Selva continued, “The Lempusian species is, as you may surmise, exclusively aquatic, not unlike your Deep Ones, as far as we know. Their homeworld is a single ocean, with only scattered volcanic islands as land. Can you guess what that meant for them?”
“Well, they’d have trouble talking to anyone on land.” Takji thought. “Or is this one of those worlds with only one species?”
“It is. Yours constitutes the only known exception. Imagine their civilization, something fundamental.”
It hit her. “No fire!”
“Exactly. Fire is the foundation of all industrial technology, but one cannot light a fire underwater. Without access to fire, the Lempusians could not smelt metals. Now consider how much of your society’s technology depends upon that.”
“All of it?” Takji offered. Even the Deep Ones based a lot of their works on metals washed down from surface-dwellers.
“Or very nearly so. The Lempusians weren’t completely primitive, they developed aquatic agriculture and a rich cultural history, but had little luck at material progress—their technology base had been static for several millennia before first contact.”
“Then, with the best of intentions,” Benson said, “We tried to help. It was simple enough: give them terranaut suits and teach them to build forges on land, then ever more complex devices until they too could build spaceships and travel between worlds.”

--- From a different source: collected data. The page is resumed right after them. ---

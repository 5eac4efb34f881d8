//! # Configuration Management
//!
//! Centralized configuration for secure channels.
//!
//! This module provides structured configuration for the channel codec, the
//! replay policy, the retransmission adapter and logging.
//!
//! ## Configuration Sources
//! - TOML files via `from_file()`
//! - Direct instantiation with defaults
//! - Environment-specific overrides via `from_env()`
//!
//! ## Security Considerations
//! - The key may be supplied as hex in `channel.key_hex`; keep such files private
//! - Tags shorter than 8 bytes are refused
//! - Disabling replay escalation hides sustained replay attempts from callers

use crate::core::packet::{DEFAULT_MAX_PAYLOAD, MAX_PAYLOAD_LIMIT};
use crate::error::{ProtocolError, Result};
use crate::utils::crypto::{SharedKey, DEFAULT_MAC_LEN, MAX_MAC_LEN, MIN_MAC_LEN};
use crate::utils::freshness::FreshnessPolicy;
use crate::utils::timeout;
use serde::{Deserialize, Serialize};
use std::fs::File;
use std::io::Read;
use std::path::Path;
use std::time::Duration;
use tracing::Level;

/// Consecutive replay rejections after which a receive call gives up
pub const DEFAULT_REPLAY_ESCALATION: u32 = 16;

/// Retransmission rounds before a send is abandoned
pub const DEFAULT_MAX_RETRANSMIT_ROUNDS: u32 = 20;

/// Main configuration structure that contains all configurable settings
#[derive(Debug, Clone, Deserialize, Serialize, Default)]
pub struct ProtocolConfig {
    /// Key, framing and read settings
    #[serde(default)]
    pub channel: ChannelConfig,

    /// Replay defence settings
    #[serde(default)]
    pub freshness: FreshnessConfig,

    /// Retransmission adapter settings
    #[serde(default)]
    pub reliability: ReliabilityConfig,

    /// Logging configuration
    #[serde(default)]
    pub logging: LoggingConfig,
}

impl ProtocolConfig {
    /// Load configuration from a TOML file
    pub fn from_file<P: AsRef<Path>>(path: P) -> Result<Self> {
        let mut file = File::open(path)
            .map_err(|e| ProtocolError::ConfigError(format!("Failed to open config file: {e}")))?;

        let mut contents = String::new();
        file.read_to_string(&mut contents)
            .map_err(|e| ProtocolError::ConfigError(format!("Failed to read config file: {e}")))?;

        Self::from_toml(&contents)
    }

    /// Load configuration from TOML string
    pub fn from_toml(content: &str) -> Result<Self> {
        toml::from_str::<Self>(content)
            .map_err(|e| ProtocolError::ConfigError(format!("Failed to parse TOML: {e}")))
    }

    /// Load configuration from environment variables
    pub fn from_env() -> Result<Self> {
        let mut config = Self::default();

        if let Ok(key) = std::env::var("SECURE_FRAME_KEY_HEX") {
            config.channel.key_hex = Some(key);
        }

        if let Ok(size) = std::env::var("SECURE_FRAME_MAX_PAYLOAD") {
            if let Ok(val) = size.parse::<usize>() {
                config.channel.max_payload = val;
            }
        }

        if let Ok(len) = std::env::var("SECURE_FRAME_MAC_LEN") {
            if let Ok(val) = len.parse::<usize>() {
                config.channel.mac_len = val;
            }
        }

        if let Ok(skew) = std::env::var("SECURE_FRAME_MAX_SKEW_SECS") {
            if let Ok(val) = skew.parse::<u64>() {
                config.freshness.policy = FreshnessPolicy::timestamp(val);
            }
        }

        if let Ok(capacity) = std::env::var("SECURE_FRAME_NONCE_CAPACITY") {
            if let Ok(val) = capacity.parse::<usize>() {
                config.freshness.policy = FreshnessPolicy::nonce(val);
            }
        }

        if let Ok(timeout) = std::env::var("SECURE_FRAME_ACK_TIMEOUT_MS") {
            if let Ok(val) = timeout.parse::<u64>() {
                config.reliability.ack_timeout = Duration::from_millis(val);
            }
        }

        Ok(config)
    }

    /// Apply overrides to the default configuration
    pub fn default_with_overrides<F>(mutator: F) -> Self
    where
        F: FnOnce(&mut Self),
    {
        let mut config = Self::default();
        mutator(&mut config);
        config
    }

    /// Generate example configuration file content
    pub fn example_config() -> String {
        toml::to_string_pretty(&Self::default())
            .unwrap_or_else(|_| String::from("# Failed to generate example config"))
    }

    /// Save configuration to a file
    pub fn save_to_file<P: AsRef<Path>>(&self, path: P) -> Result<()> {
        let content = toml::to_string_pretty(self)
            .map_err(|e| ProtocolError::ConfigError(format!("Failed to serialize config: {e}")))?;

        std::fs::write(path, content)
            .map_err(|e| ProtocolError::ConfigError(format!("Failed to write config file: {e}")))?;

        Ok(())
    }

    /// Resolve the configured pre-shared key
    pub fn shared_key(&self) -> Result<SharedKey> {
        match &self.channel.key_hex {
            Some(encoded) => SharedKey::from_hex(encoded)
                .map_err(|e| ProtocolError::ConfigError(format!("Invalid channel.key_hex: {e}"))),
            None => Err(ProtocolError::ConfigError(
                "channel.key_hex is not set".to_string(),
            )),
        }
    }

    /// Validate the configuration for common issues and misconfigurations
    ///
    /// Returns a list of validation errors. Empty list means configuration is valid.
    pub fn validate(&self) -> Vec<String> {
        let mut errors = Vec::new();

        errors.extend(self.channel.validate());
        errors.extend(self.freshness.validate());
        errors.extend(self.reliability.validate());
        errors.extend(self.logging.validate());

        errors
    }

    /// Validate and return Result - convenience method
    pub fn validate_strict(&self) -> Result<()> {
        let errors = self.validate();
        if errors.is_empty() {
            Ok(())
        } else {
            Err(ProtocolError::ConfigError(format!(
                "Configuration validation failed:\n  - {}",
                errors.join("\n  - ")
            )))
        }
    }
}

/// Key, framing and read settings
#[derive(Debug, Clone, Deserialize, Serialize)]
#[serde(default)]
pub struct ChannelConfig {
    /// Pre-shared AES-128 key as 32 hex characters
    #[serde(default, skip_serializing_if = "Option::is_none")]
    pub key_hex: Option<String>,

    /// Maximum plaintext bytes per fragment
    pub max_payload: usize,

    /// Truncated MAC length in bytes
    pub mac_len: usize,

    /// Read timeout for a whole message; zero waits indefinitely
    #[serde(with = "duration_serde")]
    pub recv_timeout: Duration,
}

impl Default for ChannelConfig {
    fn default() -> Self {
        Self {
            key_hex: None,
            max_payload: DEFAULT_MAX_PAYLOAD,
            mac_len: DEFAULT_MAC_LEN,
            recv_timeout: Duration::ZERO,
        }
    }
}

impl ChannelConfig {
    /// Validate channel configuration
    pub fn validate(&self) -> Vec<String> {
        let mut errors = Vec::new();

        if let Some(ref key) = self.key_hex {
            if let Err(e) = SharedKey::from_hex(key) {
                errors.push(format!("Invalid channel key: {e}"));
            }
        }

        if self.max_payload == 0 {
            errors.push("Max payload cannot be 0".to_string());
        } else if self.max_payload > MAX_PAYLOAD_LIMIT {
            errors.push(format!(
                "Max payload too large: {} bytes (maximum: {MAX_PAYLOAD_LIMIT})",
                self.max_payload
            ));
        }

        if self.mac_len < MIN_MAC_LEN || self.mac_len > MAX_MAC_LEN {
            errors.push(format!(
                "Invalid MAC length: {} (valid range: {MIN_MAC_LEN}-{MAX_MAC_LEN})",
                self.mac_len
            ));
        }

        errors
    }
}

/// Replay defence settings
#[derive(Debug, Clone, Deserialize, Serialize)]
#[serde(default)]
pub struct FreshnessConfig {
    /// Consecutive replay rejections before a receive fails; zero disables
    pub replay_escalation_threshold: u32,

    /// Policy and its parameter
    #[serde(default)]
    pub policy: FreshnessPolicy,
}

impl Default for FreshnessConfig {
    fn default() -> Self {
        Self {
            policy: FreshnessPolicy::default(),
            replay_escalation_threshold: DEFAULT_REPLAY_ESCALATION,
        }
    }
}

impl FreshnessConfig {
    /// Validate freshness configuration
    pub fn validate(&self) -> Vec<String> {
        let mut errors = Vec::new();

        match &self.policy {
            FreshnessPolicy::Timestamp {
                max_skew_secs,
                window_capacity,
            } => {
                if *max_skew_secs == 0 {
                    errors.push("Max skew must be at least 1 second".to_string());
                } else if *max_skew_secs > 300 {
                    errors.push(format!(
                        "Max skew too long: {max_skew_secs}s (maximum: 300s)"
                    ));
                }
                if *window_capacity == 0 {
                    errors.push("Window capacity must be greater than 0".to_string());
                }
            }
            FreshnessPolicy::Nonce { capacity } => {
                if *capacity == 0 {
                    errors.push("Nonce cache capacity must be greater than 0".to_string());
                } else if *capacity > 10_000_000 {
                    errors.push(format!(
                        "Nonce cache capacity very high: {capacity} (ensure memory can support this)"
                    ));
                }
            }
        }

        errors
    }
}

/// Retransmission adapter settings
#[derive(Debug, Clone, Deserialize, Serialize)]
#[serde(default)]
pub struct ReliabilityConfig {
    /// How long to wait for ACK/NACK replies per round
    #[serde(with = "duration_serde")]
    pub ack_timeout: Duration,

    /// Rounds before a send gives up
    pub max_retransmit_rounds: u32,

    /// How long a receiver answers END/duplicates after sending DONE
    #[serde(with = "duration_serde")]
    pub done_linger: Duration,

    /// Whether to NACK frames that fail authentication
    pub nack_on_auth_failure: bool,
}

impl Default for ReliabilityConfig {
    fn default() -> Self {
        Self {
            ack_timeout: timeout::ACK_TIMEOUT,
            max_retransmit_rounds: DEFAULT_MAX_RETRANSMIT_ROUNDS,
            done_linger: timeout::DONE_LINGER,
            nack_on_auth_failure: false,
        }
    }
}

impl ReliabilityConfig {
    /// Validate reliability configuration
    pub fn validate(&self) -> Vec<String> {
        let mut errors = Vec::new();

        if self.ack_timeout.as_millis() < 10 {
            errors.push("ACK timeout too short (minimum: 10ms)".to_string());
        } else if self.ack_timeout.as_secs() > 60 {
            errors.push("ACK timeout too long (maximum: 60s)".to_string());
        }

        if self.max_retransmit_rounds == 0 {
            errors.push("Max retransmit rounds must be greater than 0".to_string());
        }

        if self.done_linger > self.ack_timeout * self.max_retransmit_rounds.max(1) {
            errors.push("DONE linger longer than the sender's whole retry budget".to_string());
        }

        errors
    }
}

/// Logging configuration
#[derive(Debug, Clone, Deserialize, Serialize)]
#[serde(default)]
pub struct LoggingConfig {
    /// Application name for logs
    pub app_name: String,

    /// Log level
    #[serde(with = "log_level_serde")]
    pub log_level: Level,

    /// Whether to log to console
    pub log_to_console: bool,

    /// Whether to log to file
    pub log_to_file: bool,

    /// Path to log file (if log_to_file is true)
    pub log_file_path: Option<String>,

    /// Whether to use JSON formatting for logs
    pub json_format: bool,
}

impl Default for LoggingConfig {
    fn default() -> Self {
        Self {
            app_name: String::from("secure-frame"),
            log_level: Level::INFO,
            log_to_console: true,
            log_to_file: false,
            log_file_path: None,
            json_format: false,
        }
    }
}

impl LoggingConfig {
    /// Validate logging configuration
    pub fn validate(&self) -> Vec<String> {
        let mut errors = Vec::new();

        if self.app_name.is_empty() {
            errors.push("Application name cannot be empty".to_string());
        } else if self.app_name.len() > 64 {
            errors.push(format!(
                "Application name too long: {} characters (maximum: 64)",
                self.app_name.len()
            ));
        }

        if self.log_to_file {
            if let Some(ref path) = self.log_file_path {
                if let Some(parent) = std::path::Path::new(path).parent() {
                    if !parent.as_os_str().is_empty() && !parent.exists() {
                        errors.push(format!(
                            "Log file directory does not exist: {}",
                            parent.display()
                        ));
                    }
                }
            } else {
                errors.push("log_file_path must be specified when log_to_file is true".to_string());
            }
        }

        if !self.log_to_console && !self.log_to_file {
            errors
                .push("At least one logging output (console or file) must be enabled".to_string());
        }

        errors
    }
}

/// Helper module for Duration serialization/deserialization
mod duration_serde {
    use serde::{Deserialize, Deserializer, Serialize, Serializer};
    use std::time::Duration;

    pub fn serialize<S>(duration: &Duration, serializer: S) -> Result<S::Ok, S::Error>
    where
        S: Serializer,
    {
        let millis = duration.as_millis() as u64;
        millis.serialize(serializer)
    }

    pub fn deserialize<'de, D>(deserializer: D) -> Result<Duration, D::Error>
    where
        D: Deserializer<'de>,
    {
        let millis = u64::deserialize(deserializer)?;
        Ok(Duration::from_millis(millis))
    }
}

/// Helper module for tracing::Level serialization/deserialization
mod log_level_serde {
    use serde::{Deserialize, Deserializer, Serialize, Serializer};
    use std::str::FromStr;
    use tracing::Level;

    pub fn serialize<S>(level: &Level, serializer: S) -> Result<S::Ok, S::Error>
    where
        S: Serializer,
    {
        let level_str = match *level {
            Level::TRACE => "trace",
            Level::DEBUG => "debug",
            Level::INFO => "info",
            Level::WARN => "warn",
            Level::ERROR => "error",
        };
        level_str.serialize(serializer)
    }

    pub fn deserialize<'de, D>(deserializer: D) -> Result<Level, D::Error>
    where
        D: Deserializer<'de>,
    {
        let level_str = String::deserialize(deserializer)?;
        Level::from_str(&level_str)
            .map_err(|_| serde::de::Error::custom(format!("Invalid log level: {level_str}")))
    }
}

“It did not work out that way.” Selva tapped the desk, bringing up a picture of a Lempusian city, an artificial reef of bulb-like dwellings floating in clusters from ropes anchored to the seabed. Then, an explosion burst one. “We were careful to involve only peaceful cultures in our uplift project, but a warlike tribe stole equipment and set up its own smelters in secret, crafting weapons and armor. Then, they attacked.”
“The starmen hoped to improve our lives by giving us technology,” a voice whose gender Takji couldn’t quite place spoke. A Lempusian—a light on one of the round-topped beings flashed. “Instead, their efforts caused chaos which is still ongoing. I have not returned to my planet since.”
“Mendicant and Acolyte were bards and story-tellers, members of an order dedicated to traveling between settlements,” Benson said.
“Traits which made us natural candidates for assisting in first contact,” Mendicant replied. “And which bring us here now in hopes of averting a similar disaster on your world.”
“Hence our hesitance in intervening, or even showing our presence,” said Selva. “There’s many things we could give you with great potential to improve your lives. But if we did so, and came back five years later, we might find you enslaving each other with computerized surveillance, or cooking up plagues with genetic engineering, or dropping buildings from the sky with repulsors.”
Takji asked, “What if we don’t want your help?” More and more she felt a burning loyalty to her nation, perhaps soon to face the greatest crisis in all history.
“If that is the sentiment of your entire world and its people, we will leave you alone. But, as for now, we cannot stand by and watch you plunge yourselves into thermonuclear holocaust.”
Benson said, “You’re here as a preparatory step. Normally, when we find an inhabited world, we remain at a distance to observe until we’ve learned enough to initiate contact—language, culture, current events, et cetera. Before we do that, we go down and find a few residents to take up and interview, to fill any remaining gaps.”
“But this is not normal?”
“Indeed,” Selva replied. “While industrial civilizations are nearly always in precarious situations, we did not expect things to be quite this bad. Then, we detected this.”
The display screen showed a top-down image of desert land with hills, trees, and a river.
“That’s the Slee city where you encountered our shuttle,” Benson said. “The river is radioactive.”